Bentonbag Oh joy oh effin rapture.

Saturday, 28 August 2021

Bear Waistcoat

Before the present unpleasantness put the kibosh on such things the other LDNE knit’n’natter volunteers and I were thinking of making ‘pocket money priced’ doll and teddy outfits to sell on craft stalls.  As well as raising some funds, and the charity’s profile, it would have helped to use up all those odd little balls of donated yarn.
From Facebook archives …
28 August 2019 at 15:55 ·
Build-a-bear sized waistcoat and bow tie (the next one I make will be slightly shorter).  Thoughts?  
Mrs Quilt I rather like the length.  He has the air of an amiable academic
Mrs Leftfoot Looks good. Making each one a different colour might be good...so no outfit is exactly the same.  
Bentonbag The way I knit nothing is ever exactly the same - and I have a variety of single ball donations to work my way through ...  
Mrs Bun What about one in my size??? 
Bentonbag !?!  
Mrs Bun For me to wear Ben xxx 
Bentonbag I'm leaving you that jumper you like in my will xxx 


Friday, 27 August 2021

What Mothers Do

Thunderthighs has been emailed forms to apply for apprenticeships.
As I have mentioned before (Form Filling Blues) I hate filling in forms.  They put me in a cold sweat and churn my stomach.  But they must be done.

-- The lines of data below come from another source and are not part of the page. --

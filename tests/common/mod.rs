//! Shared utilities for integration tests.
#![allow(dead_code)]

use std::net::{IpAddr, Ipv4Addr};
use std::sync::atomic::{AtomicUsize, Ordering};
use std::sync::Arc;

use async_trait::async_trait;
use axum::http::{header, HeaderValue, Method};
use base64::{engine::general_purpose::URL_SAFE_NO_PAD, Engine as _};
use ed25519_dalek::{Signer, SigningKey};
use serde_json::{json, Value};

use request_gate::auth::{
    unix_now, Identity, IdentityVerifier, Jwk, JwkSet, KeyProvider, KeySetError,
    StaticKeyProvider, TokenError, TokenVerifier,
};
use request_gate::config::{parse_config, GateConfig};
use request_gate::pipeline::{GateRequest, RequestPipeline};

pub const BROWSER_UA: &str =
    "Mozilla/5.0 (X11; Linux x86_64) AppleWebKit/537.36 (KHTML, like Gecko) Chrome/120.0 Safari/537.36";
pub const GOOGLEBOT_UA: &str =
    "Mozilla/5.0 (compatible; Googlebot/2.1; +http://www.google.com/bot.html)";
pub const APP_ORIGIN: &str = "https://app.example.com";
pub const WEBHOOK_SECRET: &str = "whsec_integration";

pub const CONFIG: &str = r#"
deployment = "production"
email_allowlist = ["@company.com", "partner@agency.io"]

[cors]
allowed_origins = ["https://app.example.com"]
allow_credentials = true

[token]
jwks_url = "https://id.example.com/.well-known/jwks.json"
issuer = "https://id.example.com"
session_cookie = "session"

[token.provider_retry]
max_attempts = 3
base_delay_ms = 1
max_delay_ms = 5

[rate_limit]
requests = 3
window_ms = 60000

[security]
max_body_size = 1024
trust_forwarded_for = true

[[routes]]
path = "/health"
mode = "public"
methods = ["GET"]

[[routes]]
path = "/public/*"
mode = "public"

[[routes]]
path = "/api/*"
mode = "token-required"

[[routes]]
path = "/api/reports"
mode = "token-required"
methods = ["GET"]

[[routes]]
path = "/api/stripe/webhooks"
mode = "signature-required"
methods = ["POST"]
signature_provider = "stripe"

[[routes]]
path = "/auth/sign-in"
mode = "allowlist-email"
methods = ["POST"]
rate_limit = { requests = 10, window_ms = 60000 }

[[webhooks]]
name = "stripe"
kind = "stripe"
secret = "whsec_integration"
"#;

pub fn config() -> GateConfig {
    parse_config(CONFIG).expect("integration config is valid")
}

pub fn signing_key(seed: u8) -> SigningKey {
    SigningKey::from_bytes(&[seed; 32])
}

pub fn jwks(keys: &[(&str, &SigningKey)]) -> JwkSet {
    JwkSet {
        keys: keys
            .iter()
            .map(|(kid, sk)| Jwk::ed25519(*kid, &sk.verifying_key()))
            .collect(),
    }
}

/// Compact EdDSA JWS over `claims`.
pub fn mint(key: &SigningKey, kid: &str, claims: &Value) -> String {
    let header = json!({"alg": "EdDSA", "typ": "JWT", "kid": kid});
    let input = format!(
        "{}.{}",
        URL_SAFE_NO_PAD.encode(header.to_string()),
        URL_SAFE_NO_PAD.encode(claims.to_string())
    );
    let signature = key.sign(input.as_bytes());
    format!("{input}.{}", URL_SAFE_NO_PAD.encode(signature.to_bytes()))
}

/// Valid claims for `sub`, expiring in an hour.
pub fn claims(sub: &str, email: Option<&str>) -> Value {
    let now = unix_now();
    let mut claims = json!({
        "sub": sub,
        "iss": "https://id.example.com",
        "iat": now,
        "exp": now + 3600,
    });
    if let Some(email) = email {
        claims["email"] = json!(email);
    }
    claims
}

/// Counts calls, delegating to a real verifier.
pub struct CountingVerifier {
    inner: TokenVerifier,
    calls: AtomicUsize,
}

impl CountingVerifier {
    pub fn new(inner: TokenVerifier) -> Self {
        Self {
            inner,
            calls: AtomicUsize::new(0),
        }
    }

    pub fn calls(&self) -> usize {
        self.calls.load(Ordering::SeqCst)
    }
}

#[async_trait]
impl IdentityVerifier for CountingVerifier {
    async fn verify(&self, raw_token: &str) -> Result<Identity, TokenError> {
        self.calls.fetch_add(1, Ordering::SeqCst);
        self.inner.verify(raw_token).await
    }
}

/// Key provider that is always down.
#[derive(Debug, Default)]
pub struct DownKeyProvider {
    pub fetches: AtomicUsize,
}

#[async_trait]
impl KeyProvider for DownKeyProvider {
    async fn fetch(&self) -> Result<JwkSet, KeySetError> {
        self.fetches.fetch_add(1, Ordering::SeqCst);
        Err(KeySetError::Unavailable("connection refused".to_string()))
    }
}

pub struct Harness {
    pub config: GateConfig,
    pub pipeline: Arc<RequestPipeline>,
    pub keys: Arc<StaticKeyProvider>,
    pub verifier: Arc<CountingVerifier>,
    pub signer: SigningKey,
}

impl Harness {
    pub fn new() -> Self {
        Self::with_config(config())
    }

    pub fn with_config(config: GateConfig) -> Self {
        let signer = signing_key(1);
        let keys = Arc::new(StaticKeyProvider::new(jwks(&[("k1", &signer)])));
        let token_verifier = TokenVerifier::new(keys.clone(), (&config.token).into());
        let verifier = Arc::new(CountingVerifier::new(token_verifier));
        let pipeline = Arc::new(
            RequestPipeline::builder(&config)
                .with_verifier(verifier.clone())
                .build(),
        );
        Self {
            config,
            pipeline,
            keys,
            verifier,
            signer,
        }
    }

    pub fn token(&self, sub: &str, email: Option<&str>) -> String {
        mint(&self.signer, "k1", &claims(sub, email))
    }
}

/// Browser-like request from 198.51.100.10.
pub fn request(method: Method, path: &str) -> GateRequest {
    let mut req = GateRequest::new(method, path, IpAddr::V4(Ipv4Addr::new(198, 51, 100, 10)));
    req.headers
        .insert(header::USER_AGENT, HeaderValue::from_static(BROWSER_UA));
    req
}

pub fn with_header(mut req: GateRequest, name: header::HeaderName, value: &str) -> GateRequest {
    req.headers.insert(name, HeaderValue::from_str(value).unwrap());
    req
}

pub fn bearer(req: GateRequest, token: &str) -> GateRequest {
    with_header(req, header::AUTHORIZATION, &format!("Bearer {token}"))
}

I’ve just persuaded him to email his college tutor for permission to use her as a referee, and reminded him to ask the newsagent he delivers papers for the same, and suggested he compile all his various certificates.

Fester has taken himself off to the Mining Institute for a second day with 

“I’ll get out of your way while you mess about with Thunderthighs.”

“’Mess about’!  Is that what you call trying to sort out our son’s future?”

Sheepish silence, then a penny began to drop in the back of my mind.

“Was it your mother that did that sort of thing?  Did she do all the pushing?”

More sheepish silence, then “Well …”

 

Different families, different cultures.

 

Then, of course, Fester’s career has been spent in academia combined with self-employment as a consultant.  The first giving qualifications for the second (BSc MSc PhD Visiting Scientist), and the second providing data useful for preparing papers supporting the first.  The last time he had to present himself as himself was probably when he first applied to University in the early 1970s.   

And things were very different then.  Anything since was based on research he’d done and papers he’d written; so preparing CVs and application forms are a foreign country to him.

 

To be fair, since giving up paid work to concentrate on the boys I’ve not much recent experience.  The last time I prepared a CV for a job was in 1992, and then I went freelance.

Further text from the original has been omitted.